Wir beschäftigen keine Politologen, wir sind ein Kleinbetrieb. Ich habe Mitarbeitende, die sich mit Tracking im Zusammenhang mit E-Commerce beschäftigen, und die auch solide technologische Kenntnisse haben. Wir müssen nicht in jedem Sachbereich das Ei des Kolumbus selber erfinden. Deshalb will ich mit meinen kantonalen Kollegen ein Kontaktgremium mit Experten schaffen, das auch entsprechende Firmen anhören kann. Mit den gewonnenen Informationen können wir die Bürger nachher über unsere Homepage unaufgeregt und einfach informieren.
Aber verbieten können Sie nichts? Politische Werbung erhält man ja heute schon häufig auf Facebook oder Twitter.

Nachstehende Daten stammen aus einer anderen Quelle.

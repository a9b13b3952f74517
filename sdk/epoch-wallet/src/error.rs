//! Wallet error types

use thiserror::Error;

#[derive(Error, Debug)]
pub enum WalletError {
    #[error("Invalid mnemonic phrase")]
    InvalidMnemonic,

    #[error("Seed must be exactly 32 bytes, got {0}")]
    InvalidSeedLength(usize),

    #[error("Invalid shielded address")]
    InvalidAddress,

    #[error("Unsupported Poseidon width {0}")]
    UnsupportedWidth(usize),

    #[error("Value is not a canonical BN254 field element")]
    NotInField,

    #[error("Epoch {0} tree is full")]
    EpochFull(u64),

    #[error("Epoch {0} is not accepting insertions")]
    EpochNotActive(u64),

    #[error("Unknown epoch {0}")]
    UnknownEpoch(u64),

    #[error("Insufficient shielded balance: have {have}, need {need}")]
    InsufficientBalance { have: u64, need: u64 },

    #[error("Not enough spendable notes: have {have}, need {need}")]
    InsufficientNoteCount { have: usize, need: usize },

    #[error("Note is missing its epoch or leaf index")]
    NoteMissingEpochOrIndex,

    #[error("Epoch {0} has expired")]
    ExpiredEpoch(u64),

    #[error("Nullifier already marked spent on-chain")]
    DoubleSpend,

    #[error("Transfer does not balance: inputs {inputs}, outputs {outputs}")]
    ValueBalanceMismatch { inputs: u64, outputs: u64 },

    #[error("Note decryption failed")]
    DecryptFailed,

    #[error("Note store is corrupt")]
    StoreCorrupt,

    #[error("Timed out waiting for the note store lock")]
    LockTimeout,

    #[error("Note store was written with a different key")]
    WrongEncryptionKey,

    #[error("Circuit artifacts unavailable: {0}")]
    ArtifactsUnavailable(String),

    #[error("Prover failed: {0}")]
    ProverFailed(String),

    #[error("Malformed event record: {0}")]
    WireFormatInvalid(String),

    #[error("Leaf chunk {chunk} of epoch {epoch} is truncated")]
    CorruptChunk { epoch: u64, chunk: u32 },

    #[error("Prover public inputs disagree with local recomputation: {0}")]
    PublicInputMismatch(String),

    #[error("Chain read failed: {0}")]
    Chain(String),

    #[error("Serialization error: {0}")]
    Serialization(String),

    #[error("IO error: {0}")]
    Io(#[from] std::io::Error),
}

pub type WalletResult<T> = Result<T, WalletError>;

impl From<serde_json::Error> for WalletError {
    fn from(e: serde_json::Error) -> Self {
        WalletError::Serialization(e.to_string())
    }
}

impl From<yacoin_epoch_pool::EpochPoolError> for WalletError {
    fn from(e: yacoin_epoch_pool::EpochPoolError) -> Self {
        WalletError::WireFormatInvalid(e.to_string())
    }
}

Politische Beeinflussung durch Werbung gehört zur Meinungsbildung und ist somit an sich nichts Schlechtes. Aber es muss transparent sein, wo und wann welche Methoden angewendet werden. Ob die dann datenschutzrechtlich zulässig sind oder nicht, ist dann erst in zweiter Linie zu prüfen.

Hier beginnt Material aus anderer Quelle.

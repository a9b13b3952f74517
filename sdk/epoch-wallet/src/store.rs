//! Persistent note storage
//!
//! Snapshots of the note tables are serialized to JSON (version 1,
//! bigints as decimal strings, byte arrays as hex) and sealed with
//! XSalsa20-Poly1305 under the wallet's viewing key:
//! `file = nonce(24) || ciphertext`.
//!
//! On-disk updates are atomic (write-temp-then-rename) and guarded by
//! an advisory directory lock (`<file>.lock`, created with mkdir).
//! A lock older than [`STALE_LOCK`] is evicted; acquisition retries
//! every 50 ms for up to 10 s before failing with `LockTimeout`.
//!
//! `load()` never raises for bad data — corruption, a wrong key, a
//! version bump, or truncation all read as "no data".

use async_trait::async_trait;
use serde::{Deserialize, Serialize};
use std::path::{Path, PathBuf};
use std::sync::Mutex;
use std::time::{Duration, SystemTime, UNIX_EPOCH};
use tracing::{debug, warn};

use crate::error::{WalletError, WalletResult};
use crate::note::Note;
use crate::note_crypto::{open_bytes, seal_bytes, NONCE_LEN};

/// Current snapshot schema version
pub const SNAPSHOT_VERSION: u32 = 1;

/// Age at which a leftover lock directory is considered abandoned
pub const STALE_LOCK: Duration = Duration::from_secs(5);

const LOCK_RETRY: Duration = Duration::from_millis(50);
const LOCK_TIMEOUT: Duration = Duration::from_secs(10);

/// Versioned dump of the note tables
#[derive(Clone, Debug, Default, PartialEq, Eq, Serialize, Deserialize)]
pub struct NoteStoreSnapshot {
    pub version: u32,
    /// Unix seconds of the save
    pub updated_at: u64,
    pub current_epoch: u64,
    pub notes: Vec<Note>,
    pub pending_notes: Vec<Note>,
}

impl NoteStoreSnapshot {
    pub fn new(current_epoch: u64, notes: Vec<Note>, pending_notes: Vec<Note>) -> Self {
        Self {
            version: SNAPSHOT_VERSION,
            updated_at: unix_now(),
            current_epoch,
            notes,
            pending_notes,
        }
    }
}

fn unix_now() -> u64 {
    SystemTime::now()
        .duration_since(UNIX_EPOCH)
        .map(|d| d.as_secs())
        .unwrap_or(0)
}

/// Where snapshots live
#[async_trait]
pub trait NoteStore: Send + Sync {
    /// Returns `None` when no usable data exists; never raises for
    /// corrupt or foreign data
    async fn load(&self) -> WalletResult<Option<NoteStoreSnapshot>>;

    /// Persist a snapshot; errors propagate
    async fn save(&self, snapshot: &NoteStoreSnapshot) -> WalletResult<()>;
}

/// Volatile store for tests and ephemeral wallets.
///
/// Data is kept serialized, so later mutation of a saved snapshot
/// cannot leak into what `load` returns.
#[derive(Default)]
pub struct InMemoryStore {
    data: Mutex<Option<String>>,
}

impl InMemoryStore {
    pub fn new() -> Self {
        Self::default()
    }
}

#[async_trait]
impl NoteStore for InMemoryStore {
    async fn load(&self) -> WalletResult<Option<NoteStoreSnapshot>> {
        let data = self.data.lock().unwrap();
        match data.as_deref() {
            Some(json) => Ok(serde_json::from_str(json).ok()),
            None => Ok(None),
        }
    }

    async fn save(&self, snapshot: &NoteStoreSnapshot) -> WalletResult<()> {
        let json = serde_json::to_string(snapshot)?;
        *self.data.lock().unwrap() = Some(json);
        Ok(())
    }
}

/// Encrypted snapshot file with locked, atomic writes
pub struct EncryptedFileStore {
    path: PathBuf,
    key: [u8; 32],
}

impl EncryptedFileStore {
    /// `key` is normally the wallet's viewing key
    pub fn new(path: impl Into<PathBuf>, key: [u8; 32]) -> Self {
        Self {
            path: path.into(),
            key,
        }
    }

    fn lock_path(&self) -> PathBuf {
        let mut name = self
            .path
            .file_name()
            .map(|n| n.to_os_string())
            .unwrap_or_default();
        name.push(".lock");
        self.path.with_file_name(name)
    }

    fn temp_path(&self) -> PathBuf {
        let mut name = self
            .path
            .file_name()
            .map(|n| n.to_os_string())
            .unwrap_or_default();
        name.push(".tmp");
        self.path.with_file_name(name)
    }

    /// Decode a sealed snapshot, naming the precise failure
    fn open_snapshot(&self, sealed: &[u8]) -> WalletResult<NoteStoreSnapshot> {
        if sealed.len() <= NONCE_LEN {
            return Err(WalletError::StoreCorrupt);
        }

        // An AEAD tag failure under our key means the file was sealed
        // with a different one (or tampered with, which reads the same)
        let plaintext =
            open_bytes(&self.key, sealed).map_err(|_| WalletError::WrongEncryptionKey)?;

        let snapshot: NoteStoreSnapshot =
            serde_json::from_slice(&plaintext).map_err(|_| WalletError::StoreCorrupt)?;
        if snapshot.version != SNAPSHOT_VERSION {
            return Err(WalletError::StoreCorrupt);
        }

        Ok(snapshot)
    }
}

#[async_trait]
impl NoteStore for EncryptedFileStore {
    async fn load(&self) -> WalletResult<Option<NoteStoreSnapshot>> {
        let sealed = match tokio::fs::read(&self.path).await {
            Ok(bytes) => bytes,
            Err(e) if e.kind() == std::io::ErrorKind::NotFound => return Ok(None),
            Err(e) => {
                warn!(error = %e, path = %self.path.display(), "note store unreadable");
                return Ok(None);
            }
        };

        match self.open_snapshot(&sealed) {
            Ok(snapshot) => Ok(Some(snapshot)),
            Err(e) => {
                debug!(error = %e, "note store unusable, treating as empty");
                Ok(None)
            }
        }
    }

    async fn save(&self, snapshot: &NoteStoreSnapshot) -> WalletResult<()> {
        if let Some(parent) = self.path.parent() {
            if !parent.as_os_str().is_empty() {
                tokio::fs::create_dir_all(parent).await?;
            }
        }

        let _lock = DirLock::acquire(self.lock_path()).await?;

        let plaintext = serde_json::to_vec(snapshot)?;
        let sealed = seal_bytes(&self.key, &plaintext)
            .map_err(|_| WalletError::StoreCorrupt)?;

        let temp = self.temp_path();
        tokio::fs::write(&temp, &sealed).await?;
        #[cfg(unix)]
        {
            use std::os::unix::fs::PermissionsExt;
            tokio::fs::set_permissions(&temp, std::fs::Permissions::from_mode(0o600)).await?;
        }
        tokio::fs::rename(&temp, &self.path).await?;

        debug!(path = %self.path.display(), bytes = sealed.len(), "note store saved");
        Ok(())
    }
}

/// Advisory mkdir lock, released on drop
struct DirLock {
    path: PathBuf,
}

impl DirLock {
    async fn acquire(path: PathBuf) -> WalletResult<DirLock> {
        let deadline = std::time::Instant::now() + LOCK_TIMEOUT;

        loop {
            match std::fs::create_dir(&path) {
                Ok(()) => return Ok(DirLock { path }),
                Err(e) if e.kind() == std::io::ErrorKind::AlreadyExists => {
                    if lock_is_stale(&path) {
                        warn!(path = %path.display(), "evicting stale note store lock");
                        let _ = std::fs::remove_dir(&path);
                        continue;
                    }
                }
                Err(e) => return Err(e.into()),
            }

            if std::time::Instant::now() >= deadline {
                return Err(WalletError::LockTimeout);
            }
            tokio::time::sleep(LOCK_RETRY).await;
        }
    }
}

fn lock_is_stale(path: &Path) -> bool {
    match std::fs::metadata(path).and_then(|m| m.modified()) {
        Ok(modified) => modified.elapsed().map_or(false, |age| age > STALE_LOCK),
        Err(_) => false,
    }
}

impl Drop for DirLock {
    fn drop(&mut self) {
        let _ = std::fs::remove_dir(&self.path);
    }
}

#[cfg(test)]
mod tests {
    use super::*;
    use crate::keys::ShieldedAddress;

    fn sample_snapshot() -> NoteStoreSnapshot {
        let owner = ShieldedAddress([0x22u8; 32]);
        let mut confirmed = Note::new(1_000, [1u8; 32], owner, [2u8; 32], None).unwrap();
        confirmed.confirm(42, 3, &[9u8; 32]).unwrap();
        let pending = Note::new(500, [1u8; 32], owner, [4u8; 32], Some("p".into())).unwrap();

        NoteStoreSnapshot::new(42, vec![confirmed], vec![pending])
    }

    #[test]
    fn test_snapshot_json_roundtrip() {
        let snapshot = sample_snapshot();
        let json = serde_json::to_string(&snapshot).unwrap();
        let restored: NoteStoreSnapshot = serde_json::from_str(&json).unwrap();
        assert_eq!(snapshot, restored);
    }

    #[tokio::test]
    async fn test_in_memory_roundtrip_and_isolation() {
        let store = InMemoryStore::new();
        assert!(store.load().await.unwrap().is_none());

        let mut snapshot = sample_snapshot();
        store.save(&snapshot).await.unwrap();

        // mutating the caller's copy must not affect stored data
        snapshot.notes[0].spent = true;
        snapshot.current_epoch = 99;

        let loaded = store.load().await.unwrap().unwrap();
        assert_eq!(loaded.current_epoch, 42);
        assert!(!loaded.notes[0].spent);
        assert_eq!(loaded.notes.len(), 1);
        assert_eq!(loaded.pending_notes.len(), 1);
    }

    #[tokio::test]
    async fn test_file_store_roundtrip() {
        let dir = tempfile::tempdir().unwrap();
        let path = dir.path().join("notes.bin");
        let store = EncryptedFileStore::new(&path, [7u8; 32]);

        assert!(store.load().await.unwrap().is_none());

        let snapshot = sample_snapshot();
        store.save(&snapshot).await.unwrap();

        let loaded = store.load().await.unwrap().unwrap();
        assert_eq!(loaded, snapshot);

        // lock and temp artifacts are cleaned up
        assert!(!path.with_file_name("notes.bin.lock").exists());
        assert!(!path.with_file_name("notes.bin.tmp").exists());
    }

    #[tokio::test]
    async fn test_file_store_wrong_key_reads_as_empty() {
        let dir = tempfile::tempdir().unwrap();
        let path = dir.path().join("notes.bin");

        let store = EncryptedFileStore::new(&path, [7u8; 32]);
        store.save(&sample_snapshot()).await.unwrap();

        let wrong = EncryptedFileStore::new(&path, [8u8; 32]);
        assert!(wrong.load().await.unwrap().is_none());

        // on-disk bytes are not parseable JSON
        let raw = std::fs::read(&path).unwrap();
        assert!(serde_json::from_slice::<serde_json::Value>(&raw).is_err());
    }

    #[tokio::test]
    async fn test_file_store_corruption_reads_as_empty() {
        let dir = tempfile::tempdir().unwrap();
        let path = dir.path().join("notes.bin");
        let store = EncryptedFileStore::new(&path, [7u8; 32]);
        store.save(&sample_snapshot()).await.unwrap();

        // flip a ciphertext byte
        let mut raw = std::fs::read(&path).unwrap();
        let last = raw.len() - 1;
        raw[last] ^= 1;
        std::fs::write(&path, &raw).unwrap();
        assert!(store.load().await.unwrap().is_none());

        // truncate below the nonce
        std::fs::write(&path, [0u8; 10]).unwrap();
        assert!(store.load().await.unwrap().is_none());
    }

    #[test]
    fn test_open_snapshot_names_the_failure() {
        use crate::note_crypto::seal_bytes;

        let store = EncryptedFileStore::new("unused.bin", [7u8; 32]);

        // truncation
        assert!(matches!(
            store.open_snapshot(&[0u8; 10]),
            Err(WalletError::StoreCorrupt)
        ));

        // sealed under a different key
        let json = serde_json::to_vec(&sample_snapshot()).unwrap();
        let foreign = seal_bytes(&[8u8; 32], &json).unwrap();
        assert!(matches!(
            store.open_snapshot(&foreign),
            Err(WalletError::WrongEncryptionKey)
        ));

        // right key, unparseable payload
        let garbage = seal_bytes(&[7u8; 32], b"not json").unwrap();
        assert!(matches!(
            store.open_snapshot(&garbage),
            Err(WalletError::StoreCorrupt)
        ));
    }

    #[tokio::test]
    async fn test_file_store_version_gate() {
        let dir = tempfile::tempdir().unwrap();
        let path = dir.path().join("notes.bin");
        let store = EncryptedFileStore::new(&path, [7u8; 32]);

        let mut snapshot = sample_snapshot();
        snapshot.version = 2;
        store.save(&snapshot).await.unwrap();
        assert!(store.load().await.unwrap().is_none());
    }

    #[tokio::test]
    async fn test_file_permissions_owner_only() {
        #[cfg(unix)]
        {
            use std::os::unix::fs::PermissionsExt;

            let dir = tempfile::tempdir().unwrap();
            let path = dir.path().join("notes.bin");
            let store = EncryptedFileStore::new(&path, [7u8; 32]);
            store.save(&sample_snapshot()).await.unwrap();

            let mode = std::fs::metadata(&path).unwrap().permissions().mode();
            assert_eq!(mode & 0o777, 0o600);
        }
    }
}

Dann geht es Ihnen auch um die Sensibilisierung der Stimmbürger?
Unser Thema ist es nicht, ob politische Werbung fair, wahr, gut oder böse ist. Es geht darum, dass die Datenbearbeitung transparent und rechtens sein muss.
Können Sie Facebook zwingen, ihre Datenbearbeitung transparent zu machen? Wie deren Algorithmus Daten verarbeitet, ist ja Geschäftsgeheimnis.
Eine Firma muss mir nicht verraten, mit welchen Formeln sie arbeitet. Aber sie muss mir sagen, was der Algorithmus für einen Zweck hat und was er bewirkt. Kommt eine Firma dann mit der Ausrede, sie könne das selber gar nicht mehr bestimmen, dann fordere ich sie auf, das auch so auf ihre Homepage zu schreiben. Dann hat sie nachher einfach keine Kunden mehr.
Das könnten Sie durchsetzen?
Ja, natürlich. Wenn dem tatsächlich so ist, dann ist die Datenverarbeitung mit unkalkulierbaren Risiken verbunden und das muss selbstverständlich transparent gemacht werden. Die Nutzer, die dort noch ihre Daten hinterlassen wollen, machen das auf eigenes Risiko. Jedenfalls, wenn es um Spass- und Freizeitaktivitäten geht. Bei Angeboten wie Versicherungen würden wir einschreiten, weil unkalkulierbare Bearbeitungsrisiken unzulässig wären.
Angesichts von Cumulus, Facebook oder Instagram stellt sich die Frage: Interessieren sich die Schweizer für Datenschutz?
Ich werde häufig gefragt, wie ich überhaupt meinen Job noch machen kann, da die Leute ihre Privatsphäre ja schon lange aufgegeben hätten. Aber schauen Sie mal, was passiert, wenn zum Beispiel die Swisscom nur schon Kontaktdaten verliert. Das gibt einen riesigen Aufschrei. Den Kunden ist eben nicht egal, wenn ihre Adressdaten vielleicht irgendwo im Darknet versteigert werden. Solange nichts passiert, ist es zwar bequem, sich nicht mit Datenschutz zu beschäftigen. Aber wenn es zu Störfällen kommt, ist die Empörung gross.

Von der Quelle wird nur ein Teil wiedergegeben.